The past few days have been great. Temperatures in the 70s. Sunshine. Definitely sockless weather.
No more confining cloth around my toes! No more huddling under seven layers of blankets every night! No more lugging
a twenty-pound, synthetic-down-filled coat everywhere! Yay!
In other news: two of my very favorite poems of mine, "Pearl" and "Dorrit on Santorini" are finally being re-published
in the summer issue of the Adirondack Review. Here's the link for the journal:
http://www.adirondackreview.homestead.com/.
In other, other news: as everyone else has this past week, I've been following the aftermath of the Virginia Tech shootings.
My ex-boyfriend's dad is a professor at VT, so at first I was watching just to see if he was all right. (He was, thankfully.)

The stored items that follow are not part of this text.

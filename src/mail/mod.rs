//! Mail source abstraction.
//!
//! The classifier only needs three things from an email: whether it is
//! multipart, the content type of each part, and a part's decoded bytes.
//! `MailMessage` captures exactly that; `ParsedEmail` adapts `mail-parser`.

pub mod imap;

use mail_parser::{MessageParser, MimeHeaders, PartType};
use uuid::Uuid;

pub use imap::ImapMailbox;

/// Which payload to read from a message.
#[derive(Debug, Clone, Copy, PartialEq, Eq)]
pub enum PartRef {
    /// The body of a single-part message.
    Whole,
    /// The n-th leaf part, indexed like `content_types()`.
    Part(usize),
}

/// Read-only view of one email.
pub trait MailMessage: Send + Sync {
    fn is_multipart(&self) -> bool;

    /// Content type of every leaf part, in walk order, lowercased.
    fn content_types(&self) -> Vec<&str>;

    /// Transfer-decoded bytes of a part, or of the whole single-part body.
    fn payload(&self, part: PartRef) -> Option<&[u8]>;
}

/// The HTML body of a message: the first `text/html` part of a multipart
/// message, otherwise the whole single-part body. Empty when absent.
pub fn html_body<M: MailMessage + ?Sized>(message: &M) -> String {
    let payload = if message.is_multipart() {
        message
            .content_types()
            .iter()
            .position(|ct| *ct == "text/html")
            .and_then(|index| message.payload(PartRef::Part(index)))
    } else {
        message.payload(PartRef::Whole)
    };

    payload
        .map(|bytes| String::from_utf8_lossy(bytes).into_owned())
        .unwrap_or_default()
}

// ── mail-parser adapter ─────────────────────────────────────────────

#[derive(Debug, Clone)]
struct EmailPart {
    content_type: String,
    payload: Vec<u8>,
}

/// An owned, parsed email.
#[derive(Debug, Clone)]
pub struct ParsedEmail {
    /// `Message-ID` header, or a generated `gen-<uuid>` when absent.
    pub message_id: String,
    pub subject: String,
    multipart: bool,
    parts: Vec<EmailPart>,
    body: Vec<u8>,
}

impl ParsedEmail {
    /// Parse raw RFC 822 bytes. Returns `None` if the bytes are not an email.
    pub fn parse(raw: &[u8]) -> Option<Self> {
        let message = MessageParser::default().parse(raw)?;

        let multipart = matches!(
            message.parts.first().map(|p| &p.body),
            Some(PartType::Multipart(_))
        );

        let parts: Vec<EmailPart> = message
            .parts
            .iter()
            .filter(|p| !matches!(p.body, PartType::Multipart(_)))
            .map(|p| EmailPart {
                content_type: part_content_type(p),
                payload: p.contents().to_vec(),
            })
            .collect();

        let body = if multipart {
            Vec::new()
        } else {
            parts.first().map(|p| p.payload.clone()).unwrap_or_default()
        };

        Some(Self {
            message_id: message
                .message_id()
                .map(str::to_string)
                .unwrap_or_else(generated_id),
            subject: message.subject().unwrap_or_default().to_string(),
            multipart,
            parts,
            body,
        })
    }

    /// A multipart message built from `(content_type, payload)` pairs.
    pub fn multipart<I, C, P>(subject: impl Into<String>, parts: I) -> Self
    where
        I: IntoIterator<Item = (C, P)>,
        C: Into<String>,
        P: Into<Vec<u8>>,
    {
        Self {
            message_id: generated_id(),
            subject: subject.into(),
            multipart: true,
            parts: parts
                .into_iter()
                .map(|(ct, payload)| EmailPart {
                    content_type: ct.into().to_ascii_lowercase(),
                    payload: payload.into(),
                })
                .collect(),
            body: Vec::new(),
        }
    }

    /// A single-part message.
    pub fn single_part(
        subject: impl Into<String>,
        content_type: impl Into<String>,
        body: impl Into<Vec<u8>>,
    ) -> Self {
        let body = body.into();
        Self {
            message_id: generated_id(),
            subject: subject.into(),
            multipart: false,
            parts: vec![EmailPart {
                content_type: content_type.into().to_ascii_lowercase(),
                payload: body.clone(),
            }],
            body,
        }
    }
}

impl MailMessage for ParsedEmail {
    fn is_multipart(&self) -> bool {
        self.multipart
    }

    fn content_types(&self) -> Vec<&str> {
        self.parts.iter().map(|p| p.content_type.as_str()).collect()
    }

    fn payload(&self, part: PartRef) -> Option<&[u8]> {
        match part {
            PartRef::Whole if !self.multipart => Some(&self.body),
            PartRef::Whole => None,
            PartRef::Part(index) => self.parts.get(index).map(|p| p.payload.as_slice()),
        }
    }
}

fn generated_id() -> String {
    format!("gen-{}", Uuid::new_v4())
}

fn part_content_type(part: &mail_parser::MessagePart<'_>) -> String {
    match MimeHeaders::content_type(part) {
        Some(ct) => match ct.subtype() {
            Some(sub) => format!("{}/{}", ct.ctype(), sub).to_ascii_lowercase(),
            None => ct.ctype().to_ascii_lowercase(),
        },
        None => "text/plain".to_string(),
    }
}

#[cfg(test)]
mod tests {
    use super::*;

    const MULTIPART_RAW: &str = "From: Google Scholar Alerts <scholaralerts-noreply@google.com>\r\n\
To: me@example.com\r\n\
Subject: New results for LLM serving\r\n\
Message-ID: <alert-1@google.com>\r\n\
MIME-Version: 1.0\r\n\
Content-Type: multipart/alternative; boundary=\"XYZ\"\r\n\
\r\n\
--XYZ\r\n\
Content-Type: text/plain; charset=UTF-8\r\n\
\r\n\
Plain fallback\r\n\
--XYZ\r\n\
Content-Type: text/html; charset=UTF-8\r\n\
Content-Transfer-Encoding: quoted-printable\r\n\
\r\n\
<h3><a href=3D\"https://x.org\">Title</a></h3>\r\n\
--XYZ--\r\n";

    const SINGLE_RAW: &str = "From: alerts@example.com\r\n\
Subject: Single\r\n\
Content-Type: text/html; charset=UTF-8\r\n\
\r\n\
<div>Only part</div>\r\n";

    #[test]
    fn parse_multipart_prefers_html_part() {
        let email = ParsedEmail::parse(MULTIPART_RAW.as_bytes()).unwrap();
        assert!(email.is_multipart());
        assert_eq!(email.subject, "New results for LLM serving");
        assert_eq!(email.message_id, "alert-1@google.com");
        assert_eq!(email.content_types(), vec!["text/plain", "text/html"]);

        let html = html_body(&email);
        assert!(html.contains(r#"<a href="https://x.org">Title</a>"#));
        assert!(!html.contains("Plain fallback"));
    }

    #[test]
    fn parse_single_part_uses_whole_body() {
        let email = ParsedEmail::parse(SINGLE_RAW.as_bytes()).unwrap();
        assert!(!email.is_multipart());
        assert!(email.message_id.starts_with("gen-"));
        assert!(html_body(&email).contains("<div>Only part</div>"));
    }

    #[test]
    fn multipart_without_html_is_empty() {
        let email = ParsedEmail::multipart("s", [("text/plain", "hello")]);
        assert_eq!(html_body(&email), "");
    }

    #[test]
    fn multipart_whole_payload_is_none() {
        let email = ParsedEmail::multipart("s", [("text/html", "<p>x</p>")]);
        assert!(email.payload(PartRef::Whole).is_none());
        assert_eq!(email.payload(PartRef::Part(0)), Some(&b"<p>x</p>"[..]));
        assert!(email.payload(PartRef::Part(5)).is_none());
    }

    #[test]
    fn content_types_are_lowercased() {
        let email = ParsedEmail::multipart("s", [("Text/HTML", "<p>x</p>")]);
        assert_eq!(email.content_types(), vec!["text/html"]);
        assert_eq!(html_body(&email), "<p>x</p>");
    }

    #[test]
    fn invalid_utf8_is_replaced() {
        let email = ParsedEmail::single_part("s", "text/html", vec![b'<', b'p', 0xff, b'>']);
        assert_eq!(html_body(&email), "<p\u{fffd}>");
    }
}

Then the whole story--the hypnotic repetition on all the cable news channels, the photos of everyone that was lost, the ever-accreting
information on the shooter--sucked me in, and I've done a lot of thinking about it since. Along with everyone else in
the country, I extend my deepest sympathies to all the students, professors, staff, and family members affected by what happened
on April 16th. I honestly can't believe something so terrible could take place on such a quiet, unassuming university
campus. I seem to remember going to visit my ex's dad one day as my ex and I drove from our school in suburban Philly
to his family's place in Johnson City, Tennessee. At the time, VT struck me as a typical state university in a sleepy
little college town--open spaces, stone buildings, sprawling grounds and the like. We ate lunch in Blacksburg, at a
barbeque place if I remember correctly, and we discussed big, sprawling, scientific issues like global warming and ecosystems
and how long humanity has left to save itself before the sun goes nova. Even though the topics were anxiety provoking,
the talk we had was laid back in that abstract, academic way. It was a conversation not unlike the ones I'd been having
with my school chums for years.
I can't imagine how such an open, relaxed place bred so much hatred in Cho Seung-Hui, but then it sounds like his anger
started long ago. He probably was so absorbed in his own psychic landscape that he didn't realize his surroundings had
changed once he arrived at VT. Clearly, he wasn't able to recognize kindness even when his fellow students offered it
to him. I want to make sense of him, make sense of the whole incident, just like everyone else. But of course,
we're going to run out of little illuminating details at some point. We're going to have to admit we'll never know for
sure. (I'm not even convinced that Cho fully understood what he was doing.) So all I can say is, I'm sorry.